Guinea Pigs/eye


Hi Pat,

Our oldest guniea pig has a bulge in the membrane of her lower eyelid; it could be pea-eye/fatty-eye, but I'm not sure. It's whitish-pink, and basically looks like her eyelid's drooping, and bulging slightly underneath, and flipping outward.

She's about four years old, and lives with one other female guinea pig.
We only noticed that something was wrong with her eye about a month ago, and it certainly wasn't there much for longer than that.

IS this something I ought to take her to the vet for? I have taken pictures, but I don't know how to send them here.

Thanks so much.


Good news!  This is nothing the vet can do, unless you want to pay for an expensive cosmetic surgery to fix what is commonly known as Pea Eye aka Fatty Eye.  The conjunctival membranes are simply showing because the lid has lost its elasticity.  Typically this presents itself by a year old, sometimes a bit later. But doesn't often happen at age 4.

This condition is harmless, painless and nothing more than cosmetic. It's rarely seen in pigs with a longer nose. It's all too common in those cute little bunny faces that we've bred for because they're considered more attractive than the long nose.

Judges always gravitate to the round nose pigs. And for that reason we keep replicating that face in our breeding programs.  But Mother Nature did not intend guinea pigs to have that kind of look. And anytime we start trying to 'improve' what nature gave us, we end up with problems. In this case genetic problems.

In some animals it's considered desirable, like Bassett Hounds. In your Doberman has it he is disqualified in the show arena. If a guinea pig has it on the show table, they too are disqualified.  

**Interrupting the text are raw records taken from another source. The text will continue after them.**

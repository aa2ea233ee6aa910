//! Model assets
//!
//! Uses RON (Rusty Object Notation) for human-readable model files, plus a
//! couple of builtin models for scenes that need no files at all. Asset
//! structs are float-based for readability; everything is converted to
//! fixed-point once, at load time.

use std::fs;
use std::path::Path;
use std::rc::Rc;

use serde::{Deserialize, Serialize};

use crate::rasterizer::{Color, Face, Fixed, Model, ModelError, Vec3};

/// Error type for model asset loading
#[derive(Debug)]
pub enum AssetError {
    IoError(std::io::Error),
    ParseError(ron::error::SpannedError),
    SerializeError(ron::Error),
    /// Geometry failed validation (limits or bad indices).
    ModelError(ModelError),
}

impl From<std::io::Error> for AssetError {
    fn from(e: std::io::Error) -> Self {
        AssetError::IoError(e)
    }
}

impl From<ron::error::SpannedError> for AssetError {
    fn from(e: ron::error::SpannedError) -> Self {
        AssetError::ParseError(e)
    }
}

impl From<ron::Error> for AssetError {
    fn from(e: ron::Error) -> Self {
        AssetError::SerializeError(e)
    }
}

impl From<ModelError> for AssetError {
    fn from(e: ModelError) -> Self {
        AssetError::ModelError(e)
    }
}

impl std::fmt::Display for AssetError {
    fn fmt(&self, f: &mut std::fmt::Formatter<'_>) -> std::fmt::Result {
        match self {
            AssetError::IoError(e) => write!(f, "IO error: {}", e),
            AssetError::ParseError(e) => write!(f, "Parse error: {}", e),
            AssetError::SerializeError(e) => write!(f, "Serialize error: {}", e),
            AssetError::ModelError(e) => write!(f, "Model error: {}", e),
        }
    }
}

impl std::error::Error for AssetError {}

/// One face in an asset file: indices, an outward unit normal, and a flat
/// color as 5-bit channels.
#[derive(Debug, Clone, Serialize, Deserialize)]
pub struct FaceAsset {
    pub indices: [usize; 3],
    pub normal: [f32; 3],
    pub color: [u8; 3],
}

/// A whole model as stored on disk.
#[derive(Debug, Clone, Serialize, Deserialize)]
pub struct ModelAsset {
    pub name: String,
    pub verts: Vec<[f32; 3]>,
    pub faces: Vec<FaceAsset>,
}

impl ModelAsset {
    /// Convert to fixed-point and validate.
    pub fn into_model(self) -> Result<Rc<Model>, AssetError> {
        let verts = self.verts.iter().map(|&v| vec3_from(v)).collect();
        let faces = self
            .faces
            .iter()
            .map(|f| {
                Face::tri(
                    f.indices[0],
                    f.indices[1],
                    f.indices[2],
                    vec3_from(f.normal),
                    Color::rgb15(f.color[0] as u16, f.color[1] as u16, f.color[2] as u16),
                )
            })
            .collect();
        Ok(Rc::new(Model::new(verts, faces)?))
    }
}

fn vec3_from(v: [f32; 3]) -> Vec3 {
    Vec3::new(
        Fixed::from_f32(v[0]),
        Fixed::from_f32(v[1]),
        Fixed::from_f32(v[2]),
    )
}

/// Load a model from a RON file
pub fn load_model<P: AsRef<Path>>(path: P) -> Result<Rc<Model>, AssetError> {
    let contents = fs::read_to_string(path)?;
    model_from_str(&contents)
}

/// Load a model from a RON string (for embedded models or testing)
pub fn model_from_str(s: &str) -> Result<Rc<Model>, AssetError> {
    let asset: ModelAsset = ron::from_str(s)?;
    asset.into_model()
}

/// Save a model asset to a RON file
pub fn save_model<P: AsRef<Path>>(asset: &ModelAsset, path: P) -> Result<(), AssetError> {
    let config = ron::ser::PrettyConfig::new()
        .depth_limit(3)
        .indentor("  ".to_string());
    let contents = ron::ser::to_string_pretty(asset, config)?;
    fs::write(path, contents)?;
    Ok(())
}

/// Builtin cube, `side` units across, centered on the origin. Clockwise
/// winding, one flat color per side.
pub fn cube_model(side: Fixed) -> Rc<Model> {
    let h = side * Fixed::from_raw(128); // half extent
    let verts = vec![
        // front plane
        Vec3::new(-h, -h, h),
        Vec3::new(-h, h, h),
        Vec3::new(h, h, h),
        Vec3::new(h, -h, h),
        // back plane
        Vec3::new(-h, -h, -h),
        Vec3::new(-h, h, -h),
        Vec3::new(h, h, -h),
        Vec3::new(h, -h, -h),
    ];

    let x = Vec3::from_ints(1, 0, 0);
    let y = Vec3::from_ints(0, 1, 0);
    let z = Vec3::from_ints(0, 0, 1);
    let faces = vec![
        // front
        Face::tri(0, 1, 2, z, Color::CYAN),
        Face::tri(2, 3, 0, z, Color::CYAN),
        // back
        Face::tri(4, 7, 6, -z, Color::RED),
        Face::tri(6, 5, 4, -z, Color::RED),
        // right
        Face::tri(3, 2, 6, x, Color::BLUE),
        Face::tri(6, 7, 3, x, Color::BLUE),
        // left
        Face::tri(4, 5, 1, -x, Color::MAGENTA),
        Face::tri(1, 0, 4, -x, Color::MAGENTA),
        // bottom
        Face::tri(0, 3, 7, -y, Color::GREEN),
        Face::tri(7, 4, 0, -y, Color::GREEN),
        // top
        Face::tri(1, 5, 6, y, Color::YELLOW),
        Face::tri(6, 2, 1, y, Color::YELLOW),
    ];

    Rc::new(Model::new(verts, faces).expect("builtin cube geometry is valid"))
}

/// Builtin square pyramid, `side` units across the base, apex up.
pub fn pyramid_model(side: Fixed) -> Rc<Model> {
    let h = side * Fixed::from_raw(128);
    let verts = vec![
        Vec3::new(Fixed::ZERO, h, Fixed::ZERO), // apex
        Vec3::new(-h, -h, h),
        Vec3::new(h, -h, h),
        Vec3::new(h, -h, -h),
        Vec3::new(-h, -h, -h),
    ];

    // Side normals lean out by atan(1/2): (0, 1, 2) / sqrt(5) and rotations.
    let lean_y = Fixed::from_f32(0.4472);
    let lean_out = Fixed::from_f32(0.8944);
    let faces = vec![
        Face::tri(0, 2, 1, Vec3::new(Fixed::ZERO, lean_y, lean_out), Color::CYAN),
        Face::tri(0, 3, 2, Vec3::new(lean_out, lean_y, Fixed::ZERO), Color::BLUE),
        Face::tri(0, 4, 3, Vec3::new(Fixed::ZERO, lean_y, -lean_out), Color::RED),
        Face::tri(0, 1, 4, Vec3::new(-lean_out, lean_y, Fixed::ZERO), Color::MAGENTA),
        // base
        Face::tri(1, 2, 3, Vec3::from_ints(0, -1, 0), Color::GREEN),
        Face::tri(3, 4, 1, Vec3::from_ints(0, -1, 0), Color::GREEN),
    ];

    Rc::new(Model::new(verts, faces).expect("builtin pyramid geometry is valid"))
}

#[cfg(test)]
mod tests {
    use super::*;

    #[test]
    fn test_builtin_cube_shape() {
        let cube = cube_model(Fixed::from_int(2));
        assert_eq!(cube.verts().len(), 8);
        assert_eq!(cube.faces().len(), 12);
        // Half extent of a side-2 cube is one unit.
        assert_eq!(cube.verts()[0], Vec3::from_ints(-1, -1, 1));
    }

    #[test]
    fn test_builtin_pyramid_shape() {
        let pyramid = pyramid_model(Fixed::from_int(4));
        assert_eq!(pyramid.verts().len(), 5);
        assert_eq!(pyramid.faces().len(), 6);
    }

    #[test]
    fn test_ron_roundtrip() {
        let asset = ModelAsset {
            name: "tri".to_string(),
            verts: vec![[0.0, 0.0, 0.0], [1.0, 0.0, 0.0], [0.0, 1.0, 0.0]],
            faces: vec![FaceAsset {
                indices: [0, 1, 2],
                normal: [0.0, 0.0, 1.0],
                color: [31, 0, 0],
            }],
        };
        let text = ron::ser::to_string_pretty(&asset, ron::ser::PrettyConfig::default()).unwrap();
        let model = model_from_str(&text).unwrap();
        assert_eq!(model.verts().len(), 3);
        assert_eq!(model.faces()[0].color, Color::RED);
    }

    #[test]
    fn test_save_and_load_file() {
        let path = std::env::temp_dir().join("pocket_engine_model_test.ron");
        let asset = ModelAsset {
            name: "tri".to_string(),
            verts: vec![[0.0, 0.0, 0.0], [1.0, 0.0, 0.0], [0.0, 1.0, 0.0]],
            faces: vec![FaceAsset {
                indices: [0, 1, 2],
                normal: [0.0, 0.0, 1.0],
                color: [0, 31, 0],
            }],
        };
        save_model(&asset, &path).unwrap();
        let model = load_model(&path).unwrap();
        assert_eq!(model.verts().len(), 3);
        assert_eq!(model.faces().len(), 1);
        let _ = fs::remove_file(&path);
    }

    #[test]
    fn test_bad_indices_rejected() {
        let text = r#"(
            name: "broken",
            verts: [(0.0, 0.0, 0.0)],
            faces: [(indices: (0, 1, 2), normal: (0.0, 0.0, 1.0), color: (31, 31, 31))],
        )"#;
        assert!(matches!(
            model_from_str(text),
            Err(AssetError::ModelError(ModelError::IndexOutOfBounds(0, _)))
        ));
    }
}
//! Camera state and its derived transforms

use super::fixed::Fixed;
use super::math::{Mat4, Vec3};

/// Camera pose plus the two matrices derived from it: the world-to-camera
/// view transform (rebuilt once per frame) and the perspective projection
/// (fixed at creation time).
///
/// Camera space looks down -z; a point is visible between `z = -near` and
/// `z = -far`.
pub struct Camera {
    pub pos: Vec3,
    pub look_at: Vec3,
    /// Near clip distance in camera-space units (positive).
    pub near: Fixed,
    /// Far clip distance in camera-space units (positive).
    pub far: Fixed,
    pub canvas_width: i32,
    pub canvas_height: i32,
    world2cam: Mat4,
    persp: Mat4,
}

impl Camera {
    /// Build a camera. `fov_radians` is the vertical field of view; the
    /// float trigonometry here runs once at creation, outside the per-frame
    /// hot path. The perspective matrix maps camera space straight to
    /// screen pixels: focal scaling, y flip, principal point at the canvas
    /// center, homogeneous divide by -z.
    pub fn new(
        pos: Vec3,
        look_at: Vec3,
        fov_radians: f32,
        near: Fixed,
        far: Fixed,
        canvas_width: i32,
        canvas_height: i32,
    ) -> Camera {
        let focal = Fixed::from_f32((canvas_height as f32 / 2.0) / (fov_radians / 2.0).tan());
        let cx = Fixed::from_int(canvas_width / 2);
        let cy = Fixed::from_int(canvas_height / 2);

        let mut m = [Fixed::ZERO; 16];
        m[0] = focal;
        m[2] = -cx;
        m[5] = -focal;
        m[6] = -cy;
        m[10] = Fixed::ONE;
        m[14] = -Fixed::ONE;

        let mut camera = Camera {
            pos,
            look_at,
            near,
            far,
            canvas_width,
            canvas_height,
            world2cam: Mat4::IDENTITY,
            persp: Mat4 { m },
        };
        camera.update_for_frame();
        camera
    }

    /// Recompute the world-to-camera matrix from the current pose. Must be
    /// called exactly once per frame before anything is projected; both
    /// derived matrices are read-only for the rest of the frame.
    pub fn update_for_frame(&mut self) {
        let back = (self.pos - self.look_at).unit();
        let right = Vec3::UP.cross(back).unit();
        let up = back.cross(right);

        let mut m = [Fixed::ZERO; 16];
        m[0] = right.x;
        m[1] = right.y;
        m[2] = right.z;
        m[3] = -right.dot(self.pos);
        m[4] = up.x;
        m[5] = up.y;
        m[6] = up.z;
        m[7] = -up.dot(self.pos);
        m[8] = back.x;
        m[9] = back.y;
        m[10] = back.z;
        m[11] = -back.dot(self.pos);
        m[15] = Fixed::ONE;
        self.world2cam = Mat4 { m };
    }

    pub fn world_to_cam(&self) -> &Mat4 {
        &self.world2cam
    }

    pub fn perspective(&self) -> &Mat4 {
        &self.persp
    }
}

#[cfg(test)]
mod tests {
    use super::*;
    use crate::rasterizer::{HEIGHT, WIDTH};

    fn test_camera() -> Camera {
        Camera::new(
            Vec3::from_ints(0, 0, 10),
            Vec3::ZERO,
            std::f32::consts::FRAC_PI_3,
            Fixed::ONE,
            Fixed::from_int(64),
            WIDTH as i32,
            HEIGHT as i32,
        )
    }

    #[test]
    fn test_view_direction_maps_to_negative_z() {
        let cam = test_camera();
        let v = cam.world_to_cam().transform(cam.look_at);
        assert_eq!(v.x, Fixed::ZERO);
        assert_eq!(v.y, Fixed::ZERO);
        assert_eq!(v.z, Fixed::from_int(-10));
    }

    #[test]
    fn test_center_ray_projects_to_canvas_center() {
        let cam = test_camera();
        let cam_space = cam.world_to_cam().transform(Vec3::from_ints(0, 0, 5));
        let projected = cam.perspective().transform(cam_space);
        assert_eq!(projected.x.to_int(), WIDTH as i32 / 2);
        assert_eq!(projected.y.to_int(), HEIGHT as i32 / 2);
    }

    #[test]
    fn test_right_of_view_projects_right_of_center() {
        let cam = test_camera();
        let cam_space = cam.world_to_cam().transform(Vec3::from_ints(2, 0, 5));
        let projected = cam.perspective().transform(cam_space);
        assert!(projected.x.to_int() > WIDTH as i32 / 2);
    }

    #[test]
    fn test_update_follows_pose_change() {
        let mut cam = test_camera();
        cam.pos = Vec3::from_ints(0, 0, 20);
        cam.update_for_frame();
        let v = cam.world_to_cam().transform(Vec3::ZERO);
        assert_eq!(v.z, Fixed::from_int(-20));
    }
}
use scraper::Html;

use super::Restaurant;
use crate::parse::text_from_selection::text_from_selection;
use crate::static_selector;

/// Cities whose restaurants are kept from the listing.
pub const ALLOWED_CITIES: [&str; 2] = ["Montpellier", "Sète"];

/// Reads every restaurant link of the listing page and keeps the ones
/// located in `city_filter`. Links without a `href` are dropped.
pub fn extract_listing(document: &Html, city_filter: &[&str]) -> Vec<Restaurant> {
    static_selector!(RESTAURANT_SELECTOR <- ".vc_restaurants ul li a");
    static_selector!(CITY_SELECTOR <- ".restaurant_area");
    static_selector!(NAME_SELECTOR <- ".restaurant_title");

    let mut restaurants = Vec::new();
    for element in document.select(&RESTAURANT_SELECTOR) {
        let Some(city) = text_from_selection(&CITY_SELECTOR, element) else {
            log::debug!("listing entry without .restaurant_area");
            continue;
        };
        if !city_filter.contains(&city.trim()) {
            continue;
        }
        let Some(url) = element.attr("href") else {
            log::debug!("restaurant in {city} has no url");
            continue;
        };
        let name = text_from_selection(&NAME_SELECTOR, element).unwrap_or_default();
        restaurants.push(Restaurant::new(name, url));
    }
    restaurants
}

#[cfg(test)]
mod tests {
    use super::*;
    use std::fs;

    #[test]
    fn test_extract_listing() {
        let html = fs::read_to_string("./src/parse/html_examples/listing.html").unwrap();
        let document = Html::parse_document(&html);
        let restaurants = extract_listing(&document, &ALLOWED_CITIES);
        let names: Vec<&str> = restaurants.iter().map(Restaurant::name).collect();
        assert_eq!(
            names,
            ["Brasserie Triolet", "Resto U Richter", "Cafétéria Sète"]
        );
        assert_eq!(restaurants[0].url(), "/restaurant/brasserie-triolet/");
        assert!(restaurants.iter().all(|r| r.id() == 0));
        assert!(restaurants.iter().all(|r| r.coordinates().is_none()));
        assert!(restaurants.iter().all(|r| r.open_hours().is_none()));
    }

    #[test]
    fn test_extract_listing_filters_other_cities() {
        let html = r#"
            <section class="vc_restaurants"><ul>
                <li><a href="https://example.org/r/a/">
                    <div class="restaurant_title">Resto A</div>
                    <span class="restaurant_area">Montpellier</span>
                </a></li>
                <li><a href="https://example.org/r/b/">
                    <div class="restaurant_title">Resto B</div>
                    <span class="restaurant_area">Nîmes</span>
                </a></li>
            </ul></section>
        "#;
        let document = Html::parse_document(html);
        let restaurants = extract_listing(&document, &ALLOWED_CITIES);
        assert_eq!(restaurants.len(), 1);
        assert_eq!(restaurants[0].name(), "Resto A");
        assert_eq!(restaurants[0].url(), "https://example.org/r/a/");
    }

    #[test]
    fn test_extract_listing_empty_page() {
        let document = Html::parse_document("<html><body><p>maintenance</p></body></html>");
        assert!(extract_listing(&document, &ALLOWED_CITIES).is_empty());
    }
}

For those who don't show up for a year or two they've most probably been bred and this is a trait that is past on in the genes.  For that reason a pig with pea eye should not be bred.  Unfortunately there are breeders who are willing to take the risk for the sake of bringing home a few trophies and ribbons before it manifests itself. But that defeats the purpose of responsible breeding. A good breeder's goal should be to improve the line, not contaminate it.

So rest easy, this is not something that needs fixing. She's fine and will continue to be. She just has a droopy eyelid.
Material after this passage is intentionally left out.